Specific Aim #2: Determine the feasibility of "auditory" (bottom-up) and "cognitive" (top-down) interventions to improve speech processing in adult CI users.
The main hypothesis is that the two interventions are feasible. Investigators also hypothesize that our study protocol will detect the variance in auditory processing profiles and that investigators will show promise in improving both speech processing (using speech recognition and Functional Near-Infrared Spectroscopy (fNIRS) responses)) and real-world functioning (using patient-reported measures), compared with no intervention.
Additional hypotheses to be explored are that baseline profile (as defined in Aim #1) will impact the magnitude of participants' responses to the interventions, as will order of interventions (Auditory-Cognitive vs. Cognitive-Auditory, AC vs CA).
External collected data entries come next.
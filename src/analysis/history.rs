//! Defect history aggregation

use chrono::{Duration, NaiveDate};

/// Number of equipment listed in the concentration summary
pub const TOP_EQUIPMENT: usize = 3;

#[derive(Debug, Clone, Default, PartialEq)]
pub struct DefectRecord {
    pub date: Option<String>,
    pub defect_type: Option<String>,
    pub equipment_id: Option<String>,
    pub wafer_count: Option<f64>,
    pub action_taken: Option<String>,
    pub result: Option<String>,
}

impl DefectRecord {
    /// Leading `YYYY-MM-DD` of the date field, if it parses
    pub fn parsed_date(&self) -> Option<NaiveDate> {
        let raw = self.date.as_deref()?.trim();
        let day = raw.get(..10).unwrap_or(raw);
        NaiveDate::parse_from_str(day, "%Y-%m-%d").ok()
    }
}

/// Look-back window counted from the newest dated record
#[derive(Debug, Clone, Copy, PartialEq, Eq, Default)]
pub enum DateRange {
    Days(u32),
    #[default]
    All,
}

impl std::str::FromStr for DateRange {
    type Err = String;

    fn from_str(s: &str) -> Result<Self, Self::Err> {
        let s = s.trim().to_ascii_lowercase();
        if s == "all" || s.is_empty() {
            return Ok(DateRange::All);
        }
        let (digits, scale) = if let Some(d) = s.strip_suffix('d') {
            (d, 1)
        } else if let Some(w) = s.strip_suffix('w') {
            (w, 7)
        } else {
            (s.as_str(), 1)
        };
        digits
            .parse::<u32>()
            .ok()
            .and_then(|n| n.checked_mul(scale))
            .map(DateRange::Days)
            .ok_or_else(|| format!("invalid date range '{}', expected e.g. 7d, 30d, 90d or all", s))
    }
}

impl std::fmt::Display for DateRange {
    fn fmt(&self, f: &mut std::fmt::Formatter<'_>) -> std::fmt::Result {
        match self {
            DateRange::Days(n) => write!(f, "last {} days", n),
            DateRange::All => write!(f, "all records"),
        }
    }
}

#[derive(Debug, Clone, PartialEq)]
pub struct HistorySummary {
    /// Records after the date filter, in input order
    pub records: Vec<DefectRecord>,
    pub total: usize,
    pub wafer_sum: f64,
    /// Distinct actions in first-seen order
    pub actions: Vec<String>,
    /// Most frequent equipment, ties by first appearance
    pub top_equipment: Vec<(String, usize)>,
    /// Most frequent defect types
    pub defect_types: Vec<(String, usize)>,
    /// Records dropped by the date filter because their date did not parse
    pub undated: usize,
    pub newest: Option<NaiveDate>,
}

fn count_by<'a>(values: impl Iterator<Item = &'a str>) -> Vec<(String, usize)> {
    let mut counts: Vec<(String, usize)> = Vec::new();
    for v in values {
        match counts.iter_mut().find(|(k, _)| k == v) {
            Some((_, n)) => *n += 1,
            None => counts.push((v.to_string(), 1)),
        }
    }
    // stable: equal counts keep first appearance
    counts.sort_by(|a, b| b.1.cmp(&a.1));
    counts
}

pub fn summarize(records: &[DefectRecord], range: DateRange) -> HistorySummary {
    let newest = records.iter().filter_map(DefectRecord::parsed_date).max();
    let mut undated = 0;

    // a cutoff before the earliest representable date keeps everything
    let cutoff = match (range, newest) {
        (DateRange::Days(days), Some(newest)) => {
            newest.checked_sub_signed(Duration::days(i64::from(days)))
        }
        _ => None,
    };

    let kept: Vec<DefectRecord> = match cutoff {
        Some(cutoff) => {
            records
                .iter()
                .filter(|r| match r.parsed_date() {
                    Some(d) => d > cutoff,
                    None => {
                        undated += 1;
                        false
                    }
                })
                .cloned()
                .collect()
        }
        _ => records.to_vec(),
    };

    let mut actions: Vec<String> = Vec::new();
    for a in kept.iter().filter_map(|r| r.action_taken.as_deref()) {
        let a = a.trim();
        if !a.is_empty() && !actions.iter().any(|x| x == a) {
            actions.push(a.to_string());
        }
    }
    let mut top_equipment = count_by(
        kept.iter()
            .map(|r| r.equipment_id.as_deref().unwrap_or("unknown")),
    );
    top_equipment.truncate(TOP_EQUIPMENT);
    let defect_types = count_by(
        kept.iter()
            .map(|r| r.defect_type.as_deref().unwrap_or("unknown")),
    );

    HistorySummary {
        total: kept.len(),
        wafer_sum: kept.iter().filter_map(|r| r.wafer_count).sum(),
        records: kept,
        actions,
        top_equipment,
        defect_types,
        undated,
        newest,
    }
}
Specific Aim 1: Along with collection of demographic/audiologic and datalogging variables, participants will be tested for auditory spectro-temporal resolution and cognitive-linguistic functions. Functional near-infrared spectroscopy (fNIRS) will be collected, reflecting cortical responses to speech.
Using cluster analyses, investigators will test the hypothesis that different profiles exist, with different CI users demonstrating different patterns of bottom-up processing, top-down processing, or both. Patient-reported outcomes of CI-related quality of life, communication, and satisfaction will also be assessed to relate speech recognition to broader real world functioning.
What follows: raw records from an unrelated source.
//! Shared helper functions for CLI commands

use miette::{IntoDiagnostic, Result};
use std::io::Read;
use std::path::Path;

use crate::catalog::Catalog;
use crate::cli::GlobalOpts;
use crate::core::Config;
use crate::tools::{Registry, ToolContext};

/// Everything a command needs to run tools
pub struct Session {
    pub config: Config,
    pub registry: Registry,
    pub ctx: ToolContext,
}

impl Session {
    /// Load the catalog and tool registry under the effective configuration
    pub fn open(global: &GlobalOpts) -> Result<Self> {
        let config = Config::load();
        let catalog = Catalog::load(config.catalog.as_deref())?;
        let registry = Registry::new()?;
        let disclaimer = config.disclaimer() && !global.no_disclaimer;
        Ok(Self {
            ctx: ToolContext::new(catalog, disclaimer),
            registry,
            config,
        })
    }
}

/// Read a whole file, or stdin when the path is `-`
pub fn read_input(path: &Path) -> Result<String> {
    if path.as_os_str() == "-" {
        let mut buf = String::new();
        std::io::stdin().read_to_string(&mut buf).into_diagnostic()?;
        Ok(buf)
    } else {
        std::fs::read_to_string(path)
            .map_err(|e| miette::miette!("Cannot read {}: {}", path.display(), e))
    }
}

/// Truncate a string to max_len characters, adding "..." if truncated
pub fn truncate_str(s: &str, max_len: usize) -> String {
    if s.chars().count() <= max_len {
        s.to_string()
    } else {
        let kept: String = s.chars().take(max_len.saturating_sub(3)).collect();
        format!("{}...", kept)
    }
}

/// Escape a string for CSV output
///
/// Handles commas, quotes, and newlines according to RFC 4180.
pub fn escape_csv(s: &str) -> String {
    if s.contains(',') || s.contains('"') || s.contains('\n') {
        format!("\"{}\"", s.replace('"', "\"\""))
    } else {
        s.to_string()
    }
}

#[cfg(test)]
mod tests {
    use super::*;

    #[test]
    fn test_truncate_str() {
        assert_eq!(truncate_str("hello", 10), "hello");
        assert_eq!(truncate_str("hello world", 8), "hello...");
        assert_eq!(truncate_str("hi", 2), "hi");
        assert_eq!(truncate_str("µm µm µm µm", 6), "µm ...");
    }

    #[test]
    fn test_escape_csv() {
        assert_eq!(escape_csv("simple"), "simple");
        assert_eq!(escape_csv("with,comma"), "\"with,comma\"");
        assert_eq!(escape_csv("with\"quote"), "\"with\"\"quote\"");
        assert_eq!(escape_csv("with\nnewline"), "\"with\nnewline\"");
    }

    #[test]
    fn test_read_input_from_file() {
        let tmp = tempfile::tempdir().unwrap();
        let path = tmp.path().join("args.json");
        std::fs::write(&path, "{}").unwrap();
        assert_eq!(read_input(&path).unwrap(), "{}");
        assert!(read_input(&tmp.path().join("missing.json")).is_err());
    }
}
Specific Aim 2: The "auditory" intervention includes a two-pronged approach of, first, verifying fitting via upper stimulation levels shaped to electrically evoked stapedial reflex thresholds (eSRTs) and lower stimulation levels fit to CI-aided detection between 20 and 30 dB Hearing Loss (HL), and second, image-guided cochlear implant programming (IGCIP) to reduce CI channel interaction. The "cognitive" intervention consists of computerized auditory-cognitive training using a well-established home-based training program focused on improving speech recognition through engaging cognitive processes known to be integral for successful listening in challenging conditions.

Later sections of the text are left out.